## Instructions for the task
Start at the first record below and retype through the last, exactly.

------

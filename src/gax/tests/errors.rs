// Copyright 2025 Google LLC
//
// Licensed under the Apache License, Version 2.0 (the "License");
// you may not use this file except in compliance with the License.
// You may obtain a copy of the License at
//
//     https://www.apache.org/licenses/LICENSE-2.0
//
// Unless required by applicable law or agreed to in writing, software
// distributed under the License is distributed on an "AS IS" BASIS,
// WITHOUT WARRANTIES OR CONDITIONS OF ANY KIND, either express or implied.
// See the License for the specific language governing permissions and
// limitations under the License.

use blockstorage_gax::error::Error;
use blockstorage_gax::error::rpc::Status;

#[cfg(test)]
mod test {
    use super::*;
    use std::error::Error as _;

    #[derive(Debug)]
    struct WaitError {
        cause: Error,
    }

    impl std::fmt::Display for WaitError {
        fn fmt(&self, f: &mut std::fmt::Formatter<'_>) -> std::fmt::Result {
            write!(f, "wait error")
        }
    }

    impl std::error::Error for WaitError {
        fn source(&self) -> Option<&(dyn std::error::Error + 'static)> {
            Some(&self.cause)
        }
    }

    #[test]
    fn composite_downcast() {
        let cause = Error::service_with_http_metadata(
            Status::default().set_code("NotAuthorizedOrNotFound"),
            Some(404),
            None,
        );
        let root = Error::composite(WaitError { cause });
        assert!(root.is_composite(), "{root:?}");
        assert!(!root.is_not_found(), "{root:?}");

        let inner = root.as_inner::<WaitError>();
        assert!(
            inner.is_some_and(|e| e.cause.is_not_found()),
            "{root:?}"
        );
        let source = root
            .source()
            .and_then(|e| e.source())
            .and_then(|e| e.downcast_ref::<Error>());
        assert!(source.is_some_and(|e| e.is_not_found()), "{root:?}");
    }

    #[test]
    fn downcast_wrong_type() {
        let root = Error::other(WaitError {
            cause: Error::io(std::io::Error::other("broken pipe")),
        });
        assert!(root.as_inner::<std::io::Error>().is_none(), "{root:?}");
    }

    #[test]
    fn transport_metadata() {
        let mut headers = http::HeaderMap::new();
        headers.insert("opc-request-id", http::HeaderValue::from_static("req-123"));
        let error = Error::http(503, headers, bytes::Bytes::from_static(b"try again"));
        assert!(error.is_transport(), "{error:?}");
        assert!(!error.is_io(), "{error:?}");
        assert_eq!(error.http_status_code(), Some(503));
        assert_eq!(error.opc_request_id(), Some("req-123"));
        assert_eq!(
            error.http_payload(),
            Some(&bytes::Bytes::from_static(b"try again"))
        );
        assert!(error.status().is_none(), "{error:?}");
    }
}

------

## Answer below
filename src/gax/tests/errors.rs
// Copyright 2025 Google LLC
//
// Licensed under the Apache License, Version 2.0 (the "License");
// you may not use this file except in compliance with the License.
// You may obtain a copy of the License at
//
//     https://www.apache.org/licenses/LICENSE-2.0
//
// Unless required by applicable law or agreed to in writing, software
// distributed under the License is distributed on an "AS IS" BASIS,
// WITHOUT WARRANTIES OR CONDITIONS OF ANY KIND, either express or implied.
// See the License for the specific language governing permissions and
// limitations under the License.

use blockstorage_gax::error::Error;
use blockstorage_gax::error::rpc::Status;

#[cfg(test)]
mod test {
    use super::*;
    use std::error::Error as _;

    #[derive(Debug)]
    struct WaitError {
        cause: Error,
    }

    impl std::fmt::Display for WaitError {
        fn fmt(&self, f: &mut std::fmt::Formatter<'_>) -> std::fmt::Result {
            write!(f, "wait error")
        }
    }

    impl std::error::Error for WaitError {
        fn source(&self) -> Option<&(dyn std::error::Error + 'static)> {
            Some(&self.cause)
        }
    }

    #[test]
    fn composite_downcast() {
        let cause = Error::service_with_http_metadata(
            Status::default().set_code("NotAuthorizedOrNotFound"),
            Some(404),
            None,
        );
        let root = Error::composite(WaitError { cause });
        assert!(root.is_composite(), "{root:?}");
        assert!(!root.is_not_found(), "{root:?}");

        let inner = root.as_inner::<WaitError>();
        assert!(
            inner.is_some_and(|e| e.cause.is_not_found()),
            "{root:?}"
        );
        let source = root
            .source()
            .and_then(|e| e.source())
            .and_then(|e| e.downcast_ref::<Error>());
        assert!(source.is_some_and(|e| e.is_not_found()), "{root:?}");
    }

    #[test]
    fn downcast_wrong_type() {
        let root = Error::other(WaitError {
            cause: Error::io(std::io::Error::other("broken pipe")),
        });
        assert!(root.as_inner::<std::io::Error>().is_none(), "{root:?}");
    }

    #[test]
    fn transport_metadata() {
        let mut headers = http::HeaderMap::new();
        headers.insert("opc-request-id", http::HeaderValue::from_static("req-123"));
        let error = Error::http(503, headers, bytes::Bytes::from_static(b"try again"));
        assert!(error.is_transport(), "{error:?}");
        assert!(!error.is_io(), "{error:?}");
        assert_eq!(error.http_status_code(), Some(503));
        assert_eq!(error.opc_request_id(), Some("req-123"));
        assert_eq!(
            error.http_payload(),
            Some(&bytes::Bytes::from_static(b"try again"))
        );
        assert!(error.status().is_none(), "{error:?}");
    }
}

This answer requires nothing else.